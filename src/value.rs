//! Scalar values bound into maintenance statements.
//!
//! [`Scalar`] models the values read from instance attributes and bound as
//! statement parameters. Comparison and arithmetic follow SQL semantics:
//! NULL never compares and poisons arithmetic.

use serde::{Deserialize, Serialize};
use std::cmp::Ordering;
use std::fmt;

/// A bound parameter value.
///
/// Integers and floats compare and combine across types the way a numeric
/// SQL column would.
#[derive(Debug, Clone, Default, PartialEq, Serialize, Deserialize)]
#[serde(untagged)]
pub enum Scalar {
    /// SQL NULL.
    #[default]
    Null,
    Bool(bool),
    Int(i64),
    Float(f64),
    Text(String),
}

impl Scalar {
    pub fn is_null(&self) -> bool {
        matches!(self, Scalar::Null)
    }

    /// Numeric view, when the value is numeric.
    pub fn as_f64(&self) -> Option<f64> {
        match self {
            Scalar::Int(i) => Some(*i as f64),
            Scalar::Float(f) => Some(*f),
            _ => None,
        }
    }

    /// SQL comparison: `None` when either side is NULL or the types are
    /// incomparable.
    pub fn sql_cmp(&self, other: &Scalar) -> Option<Ordering> {
        match (self, other) {
            (Scalar::Null, _) | (_, Scalar::Null) => None,
            (Scalar::Int(a), Scalar::Int(b)) => Some(a.cmp(b)),
            (Scalar::Bool(a), Scalar::Bool(b)) => Some(a.cmp(b)),
            (Scalar::Text(a), Scalar::Text(b)) => Some(a.cmp(b)),
            (a, b) => match (a.as_f64(), b.as_f64()) {
                (Some(x), Some(y)) => x.partial_cmp(&y),
                _ => None,
            },
        }
    }

    /// SQL addition. NULL on either side yields NULL; integer pairs stay
    /// integer, anything else goes through f64.
    pub fn sql_add(&self, other: &Scalar) -> Scalar {
        match (self, other) {
            (Scalar::Int(a), Scalar::Int(b)) => Scalar::Int(a + b),
            (a, b) => match (a.as_f64(), b.as_f64()) {
                (Some(x), Some(y)) => Scalar::Float(x + y),
                _ => Scalar::Null,
            },
        }
    }

    /// SQL subtraction, same promotion rules as [`Scalar::sql_add`].
    pub fn sql_sub(&self, other: &Scalar) -> Scalar {
        match (self, other) {
            (Scalar::Int(a), Scalar::Int(b)) => Scalar::Int(a - b),
            (a, b) => match (a.as_f64(), b.as_f64()) {
                (Some(x), Some(y)) => Scalar::Float(x - y),
                _ => Scalar::Null,
            },
        }
    }

    /// Render as an inline SQL literal. Text is quoted with `''` escaping.
    pub fn to_sql_literal(&self) -> String {
        match self {
            Scalar::Null => "NULL".to_string(),
            Scalar::Bool(true) => "TRUE".to_string(),
            Scalar::Bool(false) => "FALSE".to_string(),
            Scalar::Int(i) => i.to_string(),
            Scalar::Float(f) => f.to_string(),
            Scalar::Text(s) => format!("'{}'", s.replace('\'', "''")),
        }
    }
}

impl fmt::Display for Scalar {
    fn fmt(&self, f: &mut fmt::Formatter<'_>) -> fmt::Result {
        write!(f, "{}", self.to_sql_literal())
    }
}

impl From<i64> for Scalar {
    fn from(v: i64) -> Self {
        Scalar::Int(v)
    }
}

impl From<f64> for Scalar {
    fn from(v: f64) -> Self {
        Scalar::Float(v)
    }
}

impl From<bool> for Scalar {
    fn from(v: bool) -> Self {
        Scalar::Bool(v)
    }
}

impl From<&str> for Scalar {
    fn from(v: &str) -> Self {
        Scalar::Text(v.to_string())
    }
}

impl<T: Into<Scalar>> From<Option<T>> for Scalar {
    fn from(v: Option<T>) -> Self {
        match v {
            Some(inner) => inner.into(),
            None => Scalar::Null,
        }
    }
}

#[cfg(test)]
mod tests {
    use super::*;

    #[test]
    fn test_null_never_compares() {
        assert_eq!(Scalar::Null.sql_cmp(&Scalar::Int(1)), None);
        assert_eq!(Scalar::Int(1).sql_cmp(&Scalar::Null), None);
        assert_eq!(Scalar::Null.sql_cmp(&Scalar::Null), None);
    }

    #[test]
    fn test_cross_type_numeric_compare() {
        assert_eq!(
            Scalar::Int(2).sql_cmp(&Scalar::Float(1.5)),
            Some(Ordering::Greater)
        );
        assert_eq!(
            Scalar::Float(2.0).sql_cmp(&Scalar::Int(2)),
            Some(Ordering::Equal)
        );
    }

    #[test]
    fn test_null_poisons_arithmetic() {
        assert_eq!(Scalar::Null.sql_add(&Scalar::Int(1)), Scalar::Null);
        assert_eq!(Scalar::Int(1).sql_sub(&Scalar::Null), Scalar::Null);
    }

    #[test]
    fn test_integer_arithmetic_stays_integer() {
        assert_eq!(Scalar::Int(40).sql_add(&Scalar::Int(2)), Scalar::Int(42));
        assert_eq!(Scalar::Int(40).sql_sub(&Scalar::Int(2)), Scalar::Int(38));
    }

    #[test]
    fn test_literal_rendering() {
        assert_eq!(Scalar::Null.to_sql_literal(), "NULL");
        assert_eq!(Scalar::Int(-3).to_sql_literal(), "-3");
        assert_eq!(
            Scalar::Text("it's".into()).to_sql_literal(),
            "'it''s'"
        );
    }

    #[test]
    fn test_json_roundtrip() {
        let vals = vec![
            Scalar::Null,
            Scalar::Bool(true),
            Scalar::Int(7),
            Scalar::Text("x".into()),
        ];
        let json = serde_json::to_string(&vals).unwrap();
        let back: Vec<Scalar> = serde_json::from_str(&json).unwrap();
        assert_eq!(vals, back);
    }
}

************

- _Task prompt_
Reproduce the preceding entries exactly and completely.

- _Answer to the exercise_
filename src/value.rs
//! Scalar values bound into maintenance statements.
//!
//! [`Scalar`] models the values read from instance attributes and bound as
//! statement parameters. Comparison and arithmetic follow SQL semantics:
//! NULL never compares and poisons arithmetic.

use serde::{Deserialize, Serialize};
use std::cmp::Ordering;
use std::fmt;

/// A bound parameter value.
///
/// Integers and floats compare and combine across types the way a numeric
/// SQL column would.
#[derive(Debug, Clone, Default, PartialEq, Serialize, Deserialize)]
#[serde(untagged)]
pub enum Scalar {
    /// SQL NULL.
    #[default]
    Null,
    Bool(bool),
    Int(i64),
    Float(f64),
    Text(String),
}

impl Scalar {
    pub fn is_null(&self) -> bool {
        matches!(self, Scalar::Null)
    }

    /// Numeric view, when the value is numeric.
    pub fn as_f64(&self) -> Option<f64> {
        match self {
            Scalar::Int(i) => Some(*i as f64),
            Scalar::Float(f) => Some(*f),
            _ => None,
        }
    }

    /// SQL comparison: `None` when either side is NULL or the types are
    /// incomparable.
    pub fn sql_cmp(&self, other: &Scalar) -> Option<Ordering> {
        match (self, other) {
            (Scalar::Null, _) | (_, Scalar::Null) => None,
            (Scalar::Int(a), Scalar::Int(b)) => Some(a.cmp(b)),
            (Scalar::Bool(a), Scalar::Bool(b)) => Some(a.cmp(b)),
            (Scalar::Text(a), Scalar::Text(b)) => Some(a.cmp(b)),
            (a, b) => match (a.as_f64(), b.as_f64()) {
                (Some(x), Some(y)) => x.partial_cmp(&y),
                _ => None,
            },
        }
    }

    /// SQL addition. NULL on either side yields NULL; integer pairs stay
    /// integer, anything else goes through f64.
    pub fn sql_add(&self, other: &Scalar) -> Scalar {
        match (self, other) {
            (Scalar::Int(a), Scalar::Int(b)) => Scalar::Int(a + b),
            (a, b) => match (a.as_f64(), b.as_f64()) {
                (Some(x), Some(y)) => Scalar::Float(x + y),
                _ => Scalar::Null,
            },
        }
    }

    /// SQL subtraction, same promotion rules as [`Scalar::sql_add`].
    pub fn sql_sub(&self, other: &Scalar) -> Scalar {
        match (self, other) {
            (Scalar::Int(a), Scalar::Int(b)) => Scalar::Int(a - b),
            (a, b) => match (a.as_f64(), b.as_f64()) {
                (Some(x), Some(y)) => Scalar::Float(x - y),
                _ => Scalar::Null,
            },
        }
    }

    /// Render as an inline SQL literal. Text is quoted with `''` escaping.
    pub fn to_sql_literal(&self) -> String {
        match self {
            Scalar::Null => "NULL".to_string(),
            Scalar::Bool(true) => "TRUE".to_string(),
            Scalar::Bool(false) => "FALSE".to_string(),
            Scalar::Int(i) => i.to_string(),
            Scalar::Float(f) => f.to_string(),
            Scalar::Text(s) => format!("'{}'", s.replace('\'', "''")),
        }
    }
}

impl fmt::Display for Scalar {
    fn fmt(&self, f: &mut fmt::Formatter<'_>) -> fmt::Result {
        write!(f, "{}", self.to_sql_literal())
    }
}

impl From<i64> for Scalar {
    fn from(v: i64) -> Self {
        Scalar::Int(v)
    }
}

impl From<f64> for Scalar {
    fn from(v: f64) -> Self {
        Scalar::Float(v)
    }
}

impl From<bool> for Scalar {
    fn from(v: bool) -> Self {
        Scalar::Bool(v)
    }
}

impl From<&str> for Scalar {
    fn from(v: &str) -> Self {
        Scalar::Text(v.to_string())
    }
}

impl<T: Into<Scalar>> From<Option<T>> for Scalar {
    fn from(v: Option<T>) -> Self {
        match v {
            Some(inner) => inner.into(),
            None => Scalar::Null,
        }
    }
}

#[cfg(test)]
mod tests {
    use super::*;

    #[test]
    fn test_null_never_compares() {
        assert_eq!(Scalar::Null.sql_cmp(&Scalar::Int(1)), None);
        assert_eq!(Scalar::Int(1).sql_cmp(&Scalar::Null), None);
        assert_eq!(Scalar::Null.sql_cmp(&Scalar::Null), None);
    }

    #[test]
    fn test_cross_type_numeric_compare() {
        assert_eq!(
            Scalar::Int(2).sql_cmp(&Scalar::Float(1.5)),
            Some(Ordering::Greater)
        );
        assert_eq!(
            Scalar::Float(2.0).sql_cmp(&Scalar::Int(2)),
            Some(Ordering::Equal)
        );
    }

    #[test]
    fn test_null_poisons_arithmetic() {
        assert_eq!(Scalar::Null.sql_add(&Scalar::Int(1)), Scalar::Null);
        assert_eq!(Scalar::Int(1).sql_sub(&Scalar::Null), Scalar::Null);
    }

    #[test]
    fn test_integer_arithmetic_stays_integer() {
        assert_eq!(Scalar::Int(40).sql_add(&Scalar::Int(2)), Scalar::Int(42));
        assert_eq!(Scalar::Int(40).sql_sub(&Scalar::Int(2)), Scalar::Int(38));
    }

    #[test]
    fn test_literal_rendering() {
        assert_eq!(Scalar::Null.to_sql_literal(), "NULL");
        assert_eq!(Scalar::Int(-3).to_sql_literal(), "-3");
        assert_eq!(
            Scalar::Text("it's".into()).to_sql_literal(),
            "'it''s'"
        );
    }

    #[test]
    fn test_json_roundtrip() {
        let vals = vec![
            Scalar::Null,
            Scalar::Bool(true),
            Scalar::Int(7),
            Scalar::Text("x".into()),
        ];
        let json = serde_json::to_string(&vals).unwrap();
        let back: Vec<Scalar> = serde_json::from_str(&json).unwrap();
        assert_eq!(vals, back);
    }
}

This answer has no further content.